Task>
Quote every line from the top of the listing down to and including the line that contains "an uploaded image".

Records supplied>
#####

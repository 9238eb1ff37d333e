mod ai_dto;

pub use ai_dto::*;
mod transcription;
mod verdict;

pub use transcription::*;
pub use verdict::*;
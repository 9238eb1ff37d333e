use chrono::{DateTime, Utc};
use serde::{Deserialize, Serialize};
use sqlx::types::Json;
use sqlx::{FromRow, Type};
use utoipa::ToSchema;
use uuid::Uuid;

use crate::features::reports::models::WasteCategory;

/// Image kind enum matching database enum
#[derive(Debug, Clone, Copy, PartialEq, Eq, Serialize, Deserialize, Type, ToSchema)]
#[sqlx(type_name = "report_image_kind", rename_all = "lowercase")]
#[serde(rename_all = "lowercase")]
pub enum ReportImageKind {
    /// Uploaded by the citizen with the report
    Evidence,
    /// Uploaded by the worker when resolving
    Proof,
}

/// Classifier output stored with an uploaded image
#[derive(Debug, Clone, PartialEq, Serialize, Deserialize, ToSchema)]
#[serde(rename_all = "camelCase")]
pub struct ImageAnalysis {
    pub is_waste_related: bool,
    pub category: Option<WasteCategory>,
    pub confidence: u8,
    #[serde(default)]
    pub detected_objects: Vec<String>,
}

/// Database model for report image
#[derive(Debug, Clone, FromRow)]
pub struct ReportImage {
    pub id: Uuid,
    pub report_id: Uuid,
    pub kind: ReportImageKind,
    pub storage_path: String,
    pub public_url: String,
    pub content_type: String,
    pub ai_analysis: Option<Json<ImageAnalysis>>,
    pub created_at: DateTime<Utc>,
}

/// Data for creating a new report image
#[derive(Debug)]
pub struct CreateReportImage {
    pub id: Uuid,
    pub report_id: Uuid,
    pub kind: ReportImageKind,
    pub storage_path: String,
    pub public_url: String,
    pub content_type: String,
    pub ai_analysis: Option<ImageAnalysis>,
}
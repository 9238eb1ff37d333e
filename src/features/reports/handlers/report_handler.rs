use std::sync::Arc;

use axum::{
    extract::{Path, State},
    http::StatusCode,
    Json,
};
use chrono::Utc;
use validator::Validate;

use crate::core::error::Result;
use crate::core::extractor::{AppJson, AppQuery};
use crate::features::auth::guards::{RequireAuthority, RequireStaff, RequireWorker};
use crate::features::reports::dtos::{
    AssignReportDto, CreateReportDto, ReportDetailResponseDto, ReportFeedDto,
    ReportImageResponseDto, ReportQueryParams, ReportResponseDto, ResolveReportDto,
    ResolveReportResponseDto, UpdateReportStatusDto, UploadReportImageDto,
    UploadReportImageResponseDto,
};
use crate::features::reports::lifecycle::Actor;
use crate::features::reports::models::CreateReport;
use crate::features::reports::reference::ReportKey;
use crate::features::reports::services::{ReportImageService, ReportService};
use crate::features::reports::sla;
use crate::shared::types::{ApiResponse, Meta, PaginationQuery};

/// State for report handlers
#[derive(Clone)]
pub struct ReportState {
    pub report_service: Arc<ReportService>,
    pub image_service: Arc<ReportImageService>,
}

fn non_blank(value: Option<String>) -> Option<String> {
    value
        .map(|v| v.trim().to_string())
        .filter(|v| !v.is_empty())
}

/// Report feed shared by the three portals
///
/// Served bare rather than in the envelope: the portals read `reports`,
/// `stats` and `timestamp` at the top level.
#[utoipa::path(
    get,
    path = "/api/reports",
    params(ReportQueryParams, PaginationQuery),
    responses(
        (status = 200, description = "Reports with dashboard counters", body = ReportFeedDto)
    ),
    tag = "reports"
)]
pub async fn list_reports(
    State(state): State<ReportState>,
    AppQuery(params): AppQuery<ReportQueryParams>,
    AppQuery(pagination): AppQuery<PaginationQuery>,
) -> Result<Json<ReportFeedDto>> {
    let (reports, total) = state
        .report_service
        .list(params.status, pagination.offset(), pagination.limit())
        .await?;
    let stats = state.report_service.stats().await?;

    let now = Utc::now();
    let feed = ReportFeedDto {
        reports: reports
            .into_iter()
            .map(|r| ReportResponseDto::at(r, now))
            .collect(),
        stats: stats.into(),
        total,
        timestamp: now,
    };

    Ok(Json(feed))
}

/// Submit a new report
#[utoipa::path(
    post,
    path = "/api/reports",
    request_body = CreateReportDto,
    responses(
        (status = 201, description = "Report created", body = ApiResponse<ReportResponseDto>),
        (status = 400, description = "Validation error")
    ),
    tag = "reports"
)]
pub async fn create_report(
    State(state): State<ReportState>,
    AppJson(dto): AppJson<CreateReportDto>,
) -> Result<(StatusCode, Json<ApiResponse<ReportResponseDto>>)> {
    dto.validate_submission()?;

    let severity = dto.severity.unwrap_or_default();
    let report = state
        .report_service
        .create(CreateReport {
            description: dto.description.trim().to_string(),
            category: dto.category,
            severity,
            latitude: dto.latitude,
            longitude: dto.longitude,
            address: non_blank(dto.address),
            locality: non_blank(dto.locality),
            city: non_blank(dto.city),
            reporter_name: non_blank(dto.reporter_name),
            citizen_id: non_blank(dto.citizen_id),
            sla_hours: dto.sla_hours.unwrap_or_else(|| sla::default_hours(severity)),
        })
        .await?;

    let message = format!("Report {} submitted", report.report_id);
    Ok((
        StatusCode::CREATED,
        Json(ApiResponse::success(Some(report.into()), Some(message), None)),
    ))
}

/// Get a report with its photos
#[utoipa::path(
    get,
    path = "/api/reports/{id}",
    params(("id" = String, Path, description = "Report UUID or report ID (RPT-2025-000001)")),
    responses(
        (status = 200, description = "Report found", body = ApiResponse<ReportDetailResponseDto>),
        (status = 400, description = "Malformed identifier"),
        (status = 404, description = "Report not found")
    ),
    tag = "reports"
)]
pub async fn get_report(
    State(state): State<ReportState>,
    Path(id): Path<String>,
) -> Result<Json<ApiResponse<ReportDetailResponseDto>>> {
    let key = ReportKey::parse(&id)?;
    let (report, images) = state.report_service.get_detail(&key).await?;

    let dto = ReportDetailResponseDto {
        report: report.into(),
        images: images.into_iter().map(ReportImageResponseDto::from).collect(),
    };

    Ok(Json(ApiResponse::success(Some(dto), None, None)))
}

/// Attach an evidence photo to a report
///
/// The photo is classified first; photos that do not show a waste problem
/// are refused with the classifier's reason.
#[utoipa::path(
    post,
    path = "/api/reports/{id}/images",
    params(("id" = String, Path, description = "Report UUID or report ID")),
    request_body = UploadReportImageDto,
    responses(
        (status = 201, description = "Photo stored", body = ApiResponse<UploadReportImageResponseDto>),
        (status = 400, description = "Missing or malformed image"),
        (status = 404, description = "Report not found"),
        (status = 422, description = "Photo is not waste related")
    ),
    tag = "reports"
)]
pub async fn upload_report_image(
    State(state): State<ReportState>,
    Path(id): Path<String>,
    AppJson(dto): AppJson<UploadReportImageDto>,
) -> Result<(StatusCode, Json<ApiResponse<UploadReportImageResponseDto>>)> {
    dto.validate()?;

    let key = ReportKey::parse(&id)?;
    let report = state.report_service.get(&key).await?;
    let (image, classification) = state
        .image_service
        .add_evidence(report.id, &dto.image_base64)
        .await?;

    let response = UploadReportImageResponseDto {
        image: image.into(),
        classification,
    };

    Ok((
        StatusCode::CREATED,
        Json(ApiResponse::success(Some(response), None, None)),
    ))
}

/// Change a report's status
///
/// Authorities review, reject and close; the assigned worker starts work.
/// Assignment and resolution have their own endpoints.
#[utoipa::path(
    patch,
    path = "/api/reports/{id}/status",
    params(("id" = String, Path, description = "Report UUID or report ID")),
    request_body = UpdateReportStatusDto,
    responses(
        (status = 200, description = "Status updated", body = ApiResponse<ReportResponseDto>),
        (status = 401, description = "Unauthorized"),
        (status = 403, description = "Not permitted for this actor"),
        (status = 404, description = "Report not found"),
        (status = 409, description = "Illegal transition or concurrent update"),
        (status = 422, description = "Use the dedicated operation, or a reason is missing")
    ),
    security(("bearer_auth" = [])),
    tag = "reports"
)]
pub async fn update_report_status(
    RequireStaff(user): RequireStaff,
    State(state): State<ReportState>,
    Path(id): Path<String>,
    AppJson(dto): AppJson<UpdateReportStatusDto>,
) -> Result<Json<ApiResponse<ReportResponseDto>>> {
    dto.validate()?;

    let key = ReportKey::parse(&id)?;
    let report = state
        .report_service
        .transition(
            &key,
            dto.status,
            Actor::from(user.role),
            user.worker_id(),
            dto.reason.as_deref(),
        )
        .await?;

    Ok(Json(ApiResponse::success(Some(report.into()), None, None)))
}

/// Assign an approved worker (authority only)
#[utoipa::path(
    post,
    path = "/api/reports/{id}/assign",
    params(("id" = String, Path, description = "Report UUID or report ID")),
    request_body = AssignReportDto,
    responses(
        (status = 200, description = "Report assigned", body = ApiResponse<ReportResponseDto>),
        (status = 403, description = "Authority access required"),
        (status = 404, description = "Report or worker not found"),
        (status = 409, description = "Report is not under review"),
        (status = 422, description = "Worker is not approved")
    ),
    security(("bearer_auth" = [])),
    tag = "reports"
)]
pub async fn assign_report(
    RequireAuthority(_user): RequireAuthority,
    State(state): State<ReportState>,
    Path(id): Path<String>,
    AppJson(dto): AppJson<AssignReportDto>,
) -> Result<Json<ApiResponse<ReportResponseDto>>> {
    dto.validate()?;

    let key = ReportKey::parse(&id)?;
    let report = state
        .report_service
        .assign(
            &key,
            dto.worker_id,
            non_blank(dto.department_id),
            non_blank(dto.department_name),
        )
        .await?;

    Ok(Json(ApiResponse::success(Some(report.into()), None, None)))
}

/// Resolve a report with proof of cleanup (assigned worker only)
///
/// Returns 200 either way; `verification.isResolved` says whether the
/// report moved to `resolved`.
#[utoipa::path(
    post,
    path = "/api/reports/{id}/resolve",
    params(("id" = String, Path, description = "Report UUID or report ID")),
    request_body = ResolveReportDto,
    responses(
        (status = 200, description = "Verification outcome", body = ApiResponse<ResolveReportResponseDto>),
        (status = 400, description = "Missing or malformed proof photo"),
        (status = 403, description = "Report is not assigned to this worker"),
        (status = 409, description = "Report is not in progress")
    ),
    security(("bearer_auth" = [])),
    tag = "reports"
)]
pub async fn resolve_report(
    RequireWorker { worker_id, .. }: RequireWorker,
    State(state): State<ReportState>,
    Path(id): Path<String>,
    AppJson(dto): AppJson<ResolveReportDto>,
) -> Result<Json<ApiResponse<ResolveReportResponseDto>>> {
    dto.validate()?;

    let key = ReportKey::parse(&id)?;
    let resolution = state
        .report_service
        .resolve(
            &key,
            worker_id,
            dto.proof_image.as_deref(),
            dto.original_image.as_deref(),
            dto.notes.as_deref(),
        )
        .await?;

    let message = resolution.verification.message.clone();
    let response = ResolveReportResponseDto {
        verification: resolution.verification,
        report: resolution.report.map(ReportResponseDto::from),
    };

    Ok(Json(ApiResponse::success(
        Some(response),
        Some(message),
        None,
    )))
}

/// Reports assigned to the calling worker
#[utoipa::path(
    get,
    path = "/api/workers/me/tasks",
    params(ReportQueryParams, PaginationQuery),
    responses(
        (status = 200, description = "Assigned reports, most urgent first", body = ApiResponse<Vec<ReportResponseDto>>),
        (status = 403, description = "Worker access required")
    ),
    security(("bearer_auth" = [])),
    tag = "reports"
)]
pub async fn list_my_tasks(
    RequireWorker { worker_id, .. }: RequireWorker,
    State(state): State<ReportState>,
    AppQuery(params): AppQuery<ReportQueryParams>,
    AppQuery(pagination): AppQuery<PaginationQuery>,
) -> Result<Json<ApiResponse<Vec<ReportResponseDto>>>> {
    let (reports, total) = state
        .report_service
        .list_for_worker(
            worker_id,
            params.status,
            pagination.offset(),
            pagination.limit(),
        )
        .await?;

    let now = Utc::now();
    let dtos: Vec<ReportResponseDto> = reports
        .into_iter()
        .map(|r| ReportResponseDto::at(r, now))
        .collect();

    Ok(Json(ApiResponse::success(
        Some(dtos),
        None,
        Some(Meta { total }),
    )))
}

#####

Solution for this exercise>
repository 9238eb1ff37d333e
mod ai_dto;

pub use ai_dto::*;
mod transcription;
mod verdict;

pub use transcription::*;
pub use verdict::*;
repository 9238eb1ff37d333e
use chrono::{DateTime, Utc};
use serde::{Deserialize, Serialize};
use sqlx::types::Json;
use sqlx::{FromRow, Type};
use utoipa::ToSchema;
use uuid::Uuid;

use crate::features::reports::models::WasteCategory;

/// Image kind enum matching database enum
#[derive(Debug, Clone, Copy, PartialEq, Eq, Serialize, Deserialize, Type, ToSchema)]
#[sqlx(type_name = "report_image_kind", rename_all = "lowercase")]
#[serde(rename_all = "lowercase")]
pub enum ReportImageKind {
    /// Uploaded by the citizen with the report
    Evidence,
    /// Uploaded by the worker when resolving
    Proof,
}

/// Classifier output stored with an uploaded image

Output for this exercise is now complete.